[Stored data]
────────

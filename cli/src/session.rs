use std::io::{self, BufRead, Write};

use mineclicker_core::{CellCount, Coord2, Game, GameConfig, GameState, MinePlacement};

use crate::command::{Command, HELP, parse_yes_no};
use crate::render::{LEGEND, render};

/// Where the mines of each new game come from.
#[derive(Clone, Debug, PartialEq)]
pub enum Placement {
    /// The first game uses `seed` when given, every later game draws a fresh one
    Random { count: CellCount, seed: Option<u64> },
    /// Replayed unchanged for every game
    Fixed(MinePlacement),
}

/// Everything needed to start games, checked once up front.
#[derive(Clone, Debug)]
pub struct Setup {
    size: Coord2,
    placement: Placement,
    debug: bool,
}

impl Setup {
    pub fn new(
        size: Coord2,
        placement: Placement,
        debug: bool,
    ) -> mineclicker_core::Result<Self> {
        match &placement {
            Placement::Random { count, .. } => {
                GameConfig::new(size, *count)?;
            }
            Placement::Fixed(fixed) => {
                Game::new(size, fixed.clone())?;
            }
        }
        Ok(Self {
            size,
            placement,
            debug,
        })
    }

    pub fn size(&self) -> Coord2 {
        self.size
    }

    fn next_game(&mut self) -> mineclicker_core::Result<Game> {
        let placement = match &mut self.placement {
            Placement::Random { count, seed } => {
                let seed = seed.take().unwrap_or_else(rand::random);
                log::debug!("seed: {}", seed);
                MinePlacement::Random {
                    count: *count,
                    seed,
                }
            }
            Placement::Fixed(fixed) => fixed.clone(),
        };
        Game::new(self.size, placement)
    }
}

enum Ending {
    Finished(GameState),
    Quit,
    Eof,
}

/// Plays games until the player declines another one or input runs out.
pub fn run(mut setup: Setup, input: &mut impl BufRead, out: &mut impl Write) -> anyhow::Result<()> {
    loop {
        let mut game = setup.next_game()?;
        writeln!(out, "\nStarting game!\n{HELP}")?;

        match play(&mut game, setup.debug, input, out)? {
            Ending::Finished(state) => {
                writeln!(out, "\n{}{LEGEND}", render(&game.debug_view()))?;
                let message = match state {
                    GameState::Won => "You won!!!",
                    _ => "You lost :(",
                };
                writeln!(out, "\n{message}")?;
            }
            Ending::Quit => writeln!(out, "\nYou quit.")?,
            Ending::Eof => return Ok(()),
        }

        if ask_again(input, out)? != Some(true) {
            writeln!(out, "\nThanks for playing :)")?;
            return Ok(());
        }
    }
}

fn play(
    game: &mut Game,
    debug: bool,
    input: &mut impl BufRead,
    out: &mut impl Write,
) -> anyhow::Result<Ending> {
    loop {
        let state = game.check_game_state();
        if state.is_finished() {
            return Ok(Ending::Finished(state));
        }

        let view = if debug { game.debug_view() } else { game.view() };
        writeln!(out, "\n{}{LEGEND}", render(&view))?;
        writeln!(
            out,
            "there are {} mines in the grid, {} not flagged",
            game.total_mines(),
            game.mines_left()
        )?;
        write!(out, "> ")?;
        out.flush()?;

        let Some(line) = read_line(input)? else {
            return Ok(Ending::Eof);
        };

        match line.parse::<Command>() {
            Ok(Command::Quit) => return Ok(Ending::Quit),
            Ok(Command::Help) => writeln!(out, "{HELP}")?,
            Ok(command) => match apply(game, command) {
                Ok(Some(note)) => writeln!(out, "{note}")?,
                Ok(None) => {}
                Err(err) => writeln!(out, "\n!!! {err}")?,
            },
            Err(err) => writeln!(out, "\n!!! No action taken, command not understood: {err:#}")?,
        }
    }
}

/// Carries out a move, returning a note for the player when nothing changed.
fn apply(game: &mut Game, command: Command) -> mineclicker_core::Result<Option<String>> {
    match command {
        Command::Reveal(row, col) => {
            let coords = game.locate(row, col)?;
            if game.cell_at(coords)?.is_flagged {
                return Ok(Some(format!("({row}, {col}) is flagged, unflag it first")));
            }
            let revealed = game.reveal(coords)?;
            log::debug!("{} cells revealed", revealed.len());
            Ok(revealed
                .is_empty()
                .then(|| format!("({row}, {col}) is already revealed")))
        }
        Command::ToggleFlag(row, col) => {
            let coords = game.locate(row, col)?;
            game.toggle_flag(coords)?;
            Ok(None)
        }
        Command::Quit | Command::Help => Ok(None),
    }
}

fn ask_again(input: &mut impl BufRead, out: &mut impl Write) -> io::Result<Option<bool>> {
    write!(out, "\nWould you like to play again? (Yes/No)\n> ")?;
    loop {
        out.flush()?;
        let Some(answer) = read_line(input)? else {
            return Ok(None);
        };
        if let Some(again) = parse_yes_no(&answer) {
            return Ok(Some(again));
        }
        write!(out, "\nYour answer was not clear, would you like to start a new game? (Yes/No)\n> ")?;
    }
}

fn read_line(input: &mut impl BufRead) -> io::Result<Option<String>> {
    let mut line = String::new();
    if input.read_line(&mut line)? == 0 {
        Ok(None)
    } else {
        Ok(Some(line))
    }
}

────────

Goal of the exercise: So that no detail is lost, give every line of the data again exactly.

Written answer:
filename cli/src/session.rs
use std::io::{self, BufRead, Write};

use mineclicker_core::{CellCount, Coord2, Game, GameConfig, GameState, MinePlacement};

use crate::command::{Command, HELP, parse_yes_no};
use crate::render::{LEGEND, render};

/// Where the mines of each new game come from.
#[derive(Clone, Debug, PartialEq)]
pub enum Placement {
    /// The first game uses `seed` when given, every later game draws a fresh one
    Random { count: CellCount, seed: Option<u64> },
    /// Replayed unchanged for every game
    Fixed(MinePlacement),
}

/// Everything needed to start games, checked once up front.
#[derive(Clone, Debug)]
pub struct Setup {
    size: Coord2,
    placement: Placement,
    debug: bool,
}

impl Setup {
    pub fn new(
        size: Coord2,
        placement: Placement,
        debug: bool,
    ) -> mineclicker_core::Result<Self> {
        match &placement {
            Placement::Random { count, .. } => {
                GameConfig::new(size, *count)?;
            }
            Placement::Fixed(fixed) => {
                Game::new(size, fixed.clone())?;
            }
        }
        Ok(Self {
            size,
            placement,
            debug,
        })
    }

    pub fn size(&self) -> Coord2 {
        self.size
    }

    fn next_game(&mut self) -> mineclicker_core::Result<Game> {
        let placement = match &mut self.placement {
            Placement::Random { count, seed } => {
                let seed = seed.take().unwrap_or_else(rand::random);
                log::debug!("seed: {}", seed);
                MinePlacement::Random {
                    count: *count,
                    seed,
                }
            }
            Placement::Fixed(fixed) => fixed.clone(),
        };
        Game::new(self.size, placement)
    }
}

enum Ending {
    Finished(GameState),
    Quit,
    Eof,
}

/// Plays games until the player declines another one or input runs out.
pub fn run(mut setup: Setup, input: &mut impl BufRead, out: &mut impl Write) -> anyhow::Result<()> {
    loop {
        let mut game = setup.next_game()?;
        writeln!(out, "\nStarting game!\n{HELP}")?;

        match play(&mut game, setup.debug, input, out)? {
            Ending::Finished(state) => {
                writeln!(out, "\n{}{LEGEND}", render(&game.debug_view()))?;
                let message = match state {
                    GameState::Won => "You won!!!",
                    _ => "You lost :(",
                };
                writeln!(out, "\n{message}")?;
            }
            Ending::Quit => writeln!(out, "\nYou quit.")?,
            Ending::Eof => return Ok(()),
        }

        if ask_again(input, out)? != Some(true) {
            writeln!(out, "\nThanks for playing :)")?;
            return Ok(());
        }
    }
}

fn play(
    game: &mut Game,
    debug: bool,
    input: &mut impl BufRead,
    out: &mut impl Write,
) -> anyhow::Result<Ending> {
    loop {
        let state = game.check_game_state();
        if state.is_finished() {
            return Ok(Ending::Finished(state));
        }

        let view = if debug { game.debug_view() } else { game.view() };
        writeln!(out, "\n{}{LEGEND}", render(&view))?;
        writeln!(
            out,
            "there are {} mines in the grid, {} not flagged",
            game.total_mines(),
            game.mines_left()
        )?;
        write!(out, "> ")?;
        out.flush()?;

        let Some(line) = read_line(input)? else {
            return Ok(Ending::Eof);
        };

        match line.parse::<Command>() {
            Ok(Command::Quit) => return Ok(Ending::Quit),
            Ok(Command::Help) => writeln!(out, "{HELP}")?,
            Ok(command) => match apply(game, command) {
                Ok(Some(note)) => writeln!(out, "{note}")?,
                Ok(None) => {}
                Err(err) => writeln!(out, "\n!!! {err}")?,
            },
            Err(err) => writeln!(out, "\n!!! No action taken, command not understood: {err:#}")?,
        }
    }
}

/// Carries out a move, returning a note for the player when nothing changed.
fn apply(game: &mut Game, command: Command) -> mineclicker_core::Result<Option<String>> {
    match command {
        Command::Reveal(row, col) => {
            let coords = game.locate(row, col)?;
            if game.cell_at(coords)?.is_flagged {
                return Ok(Some(format!("({row}, {col}) is flagged, unflag it first")));
            }
            let revealed = game.reveal(coords)?;
            log::debug!("{} cells revealed", revealed.len());
            Ok(revealed
                .is_empty()
                .then(|| format!("({row}, {col}) is already revealed")))
        }
        Command::ToggleFlag(row, col) => {
            let coords = game.locate(row, col)?;
            game.toggle_flag(coords)?;
            Ok(None)
        }
        Command::Quit | Command::Help => Ok(None),
    }
}

fn ask_again(input: &mut impl BufRead, out: &mut impl Write) -> io::Result<Option<bool>> {
    write!(out, "\nWould you like to play again? (Yes/No)\n> ")?;
    loop {
        out.flush()?;
        let Some(answer) = read_line(input)? else {
            return Ok(None);
        };
        if let Some(again) = parse_yes_no(&answer) {
            return Ok(Some(again));
        }
        write!(out, "\nYour answer was not clear, would you like to start a new game? (Yes/No)\n> ")?;
    }
}

fn read_line(input: &mut impl BufRead) -> io::Result<Option<String>> {
    let mut line = String::new();
    if input.read_line(&mut line)? == 0 {
        Ok(None)
    } else {
        Ok(Some(line))
    }
}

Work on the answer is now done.